▶ [Required work]:
This exercise calls for printing every record exactly once more.
= = = =
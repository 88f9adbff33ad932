//! Bounded retry of transient store faults
//!
//! Both controllers run the same loop: check cancellation, make one
//! attempt in a fresh transaction, and on a transient fault wait a jittered
//! backoff before the next attempt. Anything other than a transient fault
//! ends the loop immediately.

use std::future::Future;

use tokio_util::sync::CancellationToken;
use tracing::{debug, warn};

use playerdb_concurrency::Backoff;
use playerdb_core::{Error, Result, StoreFault};

use crate::cancel::{ensure_live, sleep};

/// Outcome of one attempt that did not fail outright
#[derive(Debug)]
pub(crate) enum Attempt<T> {
    /// Finished; return this value
    Done(T),
    /// Hit a transient fault; the attempt's transaction has been released
    Transient(StoreFault),
}

/// Run `attempt` until it finishes, fails, or the attempt budget runs out.
///
/// `attempt` receives the 0-based attempt number. Exhausting the budget
/// yields `Error::Timeout` carrying the last fault.
pub(crate) async fn retry_transient<T, F, Fut>(
    backoff: &Backoff,
    cancel: &CancellationToken,
    operation: &'static str,
    mut attempt: F,
) -> Result<T>
where
    F: FnMut(u32) -> Fut,
    Fut: Future<Output = Result<Attempt<T>>>,
{
    let policy = backoff.policy();
    let mut made = 0u32;
    loop {
        ensure_live(cancel)?;
        debug!(operation, attempt = made, "store attempt");
        let fault = match attempt(made).await? {
            Attempt::Done(value) => return Ok(value),
            Attempt::Transient(fault) => fault,
        };
        made += 1;

        if !policy.allows_retry(made) {
            warn!(operation, attempts = made, error = %fault, "giving up after transient faults");
            return Err(Error::Timeout {
                attempts: made,
                last: fault,
            });
        }

        let delay = backoff.next_delay(made - 1);
        warn!(
            operation,
            attempt = made - 1,
            delay_ms = delay.as_millis() as u64,
            error = %fault,
            "transient store fault, retrying"
        );
        sleep(cancel, delay).await?;
    }
}
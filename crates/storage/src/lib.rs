//! Storage layer for playerdb
//!
//! This crate implements an in-process backing store satisfying the
//! `TransactionalStore` contract from `playerdb-core`:
//! - MemoryStore: named, typed collections registered in a DashMap
//! - MemoryCollection: HashMap of `Arc<V>` behind a parking_lot RwLock,
//!   with per-key update locks held until commit/abort
//! - MemoryTransaction: staged writes applied atomically on commit
//! - FaultInjector: scripted store faults for exercising retry paths
//!
//! # Replica Role
//!
//! The store can be switched to a secondary role, made unreadable, or
//! closed, so every failure signal a replicated store can raise is
//! reachable without a cluster.

#![warn(missing_docs)]
#![warn(clippy::all)]

pub mod collection;
pub mod faults;
pub mod memory;
pub mod transaction;

pub use collection::MemoryCollection;
pub use faults::{FaultInjector, FaultPoint, Injection};
pub use memory::{MemoryStore, ReplicaRole, StoreStats};
pub use transaction::MemoryTransaction;
//! Core types and traits for playerdb
//!
//! This crate defines the foundational types used throughout the system:
//! - EntityId / SecureHash: how a record and its secure entries are addressed
//! - Partition: the insecure payload or one secure-hash entry of a record
//! - DataRecord: the per-entity value holding both partitions
//! - Payload: the capability set (equality, deep-copying Clone) a payload must offer
//! - Error / StoreFault / ConflictReason: error taxonomy
//! - Traits: the backing transactional store contract (TransactionalStore,
//!   Collection, Transaction)

#![warn(missing_docs)]
#![warn(clippy::all)]

pub mod error;
pub mod record;
pub mod traits;
pub mod types;

pub use error::{ConflictReason, Error, Result, StoreFault, StoreResult};
pub use record::{DataRecord, Payload};
pub use traits::{Collection, LockMode, StoreKey, StoreValue, Transaction, TransactionalStore};
pub use types::{EntityId, Partition, SecureHash};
= = = =
▶ [Answer to this task]:
repository 88f9adbff33ad932
//! Bounded retry of transient store faults
//!
//! Both controllers run the same loop: check cancellation, make one
//! attempt in a fresh transaction, and on a transient fault wait a jittered
//! backoff before the next attempt. Anything other than a transient fault
//! ends the loop immediately.

use std::future::Future;

use tokio_util::sync::CancellationToken;
use tracing::{debug, warn};

use playerdb_concurrency::Backoff;
use playerdb_core::{Error, Result, StoreFault};

use crate::cancel::{ensure_live, sleep};

/// Outcome of one attempt that did not fail outright
#[derive(Debug)]
pub(crate) enum Attempt<T> {
    /// Finished; return this value
    Done(T),
    /// Hit a transient fault; the attempt's transaction has been released
    Transient(StoreFault),
}

/// Run `attempt` until it finishes, fails, or the attempt budget runs out.
///
/// `attempt` receives the 0-based attempt number. Exhausting the budget
/// yields `Error::Timeout` carrying the last fault.
pub(crate) async fn retry_transient<T, F, Fut>(
    backoff: &Backoff,
    cancel: &CancellationToken,
    operation: &'static str,
    mut attempt: F,
) -> Result<T>
where
    F: FnMut(u32) -> Fut,
    Fut: Future<Output = Result<Attempt<T>>>,
{
    let policy = backoff.policy();
    let mut made = 0u32;
    loop {
        ensure_live(cancel)?;
        debug!(operation, attempt = made, "store attempt");
        let fault = match attempt(made).await? {
            Attempt::Done(value) => return Ok(value),
            Attempt::Transient(fault) => fault,
        };
        made += 1;

        if !policy.allows_retry(made) {
            warn!(operation, attempts = made, error = %fault, "giving up after transient faults");
            return Err(Error::Timeout {
                attempts: made,
                last: fault,
            });
        }

        let delay = backoff.next_delay(made - 1);
        warn!(
            operation,
            attempt = made - 1,
            delay_ms = delay.as_millis() as u64,
            error = %fault,
            "transient store fault, retrying"
        );
        sleep(cancel, delay).await?;
    }
}
filename crates/storage/src/lib.rs
//! Storage layer for playerdb
//!
//! This crate implements an in-process backing store satisfying the
//! `TransactionalStore` contract from `playerdb-core`:
//! - MemoryStore: named, typed collections registered in a DashMap
//! - MemoryCollection: HashMap of `Arc<V>` behind a parking_lot RwLock,
//!   with per-key update locks held until commit/abort
//! - MemoryTransaction: staged writes applied atomically on commit
//! - FaultInjector: scripted store faults for exercising retry paths
//!
//! # Replica Role
//!
//! The store can be switched to a secondary role, made unreadable, or
//! closed, so every failure signal a replicated store can raise is
//! reachable without a cluster.

#![warn(missing_docs)]
#![warn(clippy::all)]

pub mod collection;
pub mod faults;
pub mod memory;
pub mod transaction;

pub use collection::MemoryCollection;
pub use faults::{FaultInjector, FaultPoint, Injection};
pub use memory::{MemoryStore, ReplicaRole, StoreStats};
pub use transaction::MemoryTransaction;
//! Core types and traits for playerdb
//!
//! This crate defines the foundational types used throughout the system:
//! - EntityId / SecureHash: how a record and its secure entries are addressed
//! - Partition: the insecure payload or one secure-hash entry of a record
//! - DataRecord: the per-entity value holding both partitions
//! - Payload: the capability set (equality, deep-copying Clone) a payload must offer
//! - Error / StoreFault / ConflictReason: error taxonomy
//! - Traits: the backing transactional store contract (TransactionalStore,
//!   Collection, Transaction)

#![warn(missing_docs)]
#![warn(clippy::all)]

pub mod error;
pub mod record;
pub mod traits;
pub mod types;

pub use error::{ConflictReason, Error, Result, StoreFault, StoreResult};
pub use record::{DataRecord, Payload};
pub use traits::{Collection, LockMode, StoreKey, StoreValue, Transaction, TransactionalStore};
pub use types::{EntityId, Partition, SecureHash};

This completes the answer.